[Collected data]
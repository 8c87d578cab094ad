//! Connection lifecycle state machine.

use std::sync::atomic::{AtomicU8, Ordering};

/// Lifecycle state of a connection.
///
/// Transitions only move forward:
/// `New -> Authenticating -> Active -> ShuttingDown -> Closed`.
#[derive(Debug, Clone, Copy, PartialEq, Eq, PartialOrd, Ord)]
#[repr(u8)]
pub enum ConnectionState {
    New = 0,
    Authenticating = 1,
    Active = 2,
    ShuttingDown = 3,
    Closed = 4,
}

impl ConnectionState {
    fn from_u8(raw: u8) -> Self {
        match raw {
            0 => Self::New,
            1 => Self::Authenticating,
            2 => Self::Active,
            3 => Self::ShuttingDown,
            _ => Self::Closed,
        }
    }
}

/// Atomic holder of a [`ConnectionState`].
#[derive(Debug)]
pub(crate) struct Lifecycle {
    state: AtomicU8,
}

impl Lifecycle {
    pub(crate) fn new() -> Self {
        Self {
            state: AtomicU8::new(ConnectionState::New as u8),
        }
    }

    pub(crate) fn state(&self) -> ConnectionState {
        ConnectionState::from_u8(self.state.load(Ordering::Acquire))
    }

    /// Closed is terminal; once observed it is observed forever.
    pub(crate) fn is_closed(&self) -> bool {
        self.state() == ConnectionState::Closed
    }

    /// Advance to `next` if that moves forward and stays below shutdown.
    pub(crate) fn advance(&self, next: ConnectionState) -> bool {
        debug_assert!(next < ConnectionState::ShuttingDown);
        self.state
            .fetch_update(Ordering::AcqRel, Ordering::Acquire, |raw| {
                (raw < next as u8).then_some(next as u8)
            })
            .is_ok()
    }

    /// Claim the shutdown. Only the first caller gets `true`.
    pub(crate) fn begin_shutdown(&self) -> bool {
        self.state
            .fetch_update(Ordering::AcqRel, Ordering::Acquire, |raw| {
                (raw < ConnectionState::ShuttingDown as u8)
                    .then_some(ConnectionState::ShuttingDown as u8)
            })
            .is_ok()
    }

    pub(crate) fn finish_shutdown(&self) {
        self.state
            .store(ConnectionState::Closed as u8, Ordering::Release);
    }
}

#[cfg(test)]
#[cfg_attr(coverage_nightly, coverage(off))]
mod tests {
    use super::*;

    #[test]
    fn advances_forward_only() {
        let lifecycle = Lifecycle::new();

        assert!(lifecycle.advance(ConnectionState::Authenticating));
        assert!(lifecycle.advance(ConnectionState::Active));
        assert!(!lifecycle.advance(ConnectionState::Authenticating));
        assert_eq!(lifecycle.state(), ConnectionState::Active);
    }

    #[test]
    fn shutdown_is_claimed_once() {
        let lifecycle = Lifecycle::new();
        lifecycle.advance(ConnectionState::Active);

        assert!(lifecycle.begin_shutdown());
        assert!(!lifecycle.begin_shutdown());
        assert!(!lifecycle.is_closed());

        lifecycle.finish_shutdown();
        assert!(lifecycle.is_closed());
        assert!(!lifecycle.begin_shutdown());
        assert!(!lifecycle.advance(ConnectionState::Active));
    }
}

**PROMPT**. Whenever a line of the data includes the word "next", show that line in full.

**ANSWER FOR THE TASK**.
    /// Advance to `next` if that moves forward and stays below shutdown.
    pub(crate) fn advance(&self, next: ConnectionState) -> bool {
        debug_assert!(next < ConnectionState::ShuttingDown);
                (raw < next as u8).then_some(next as u8)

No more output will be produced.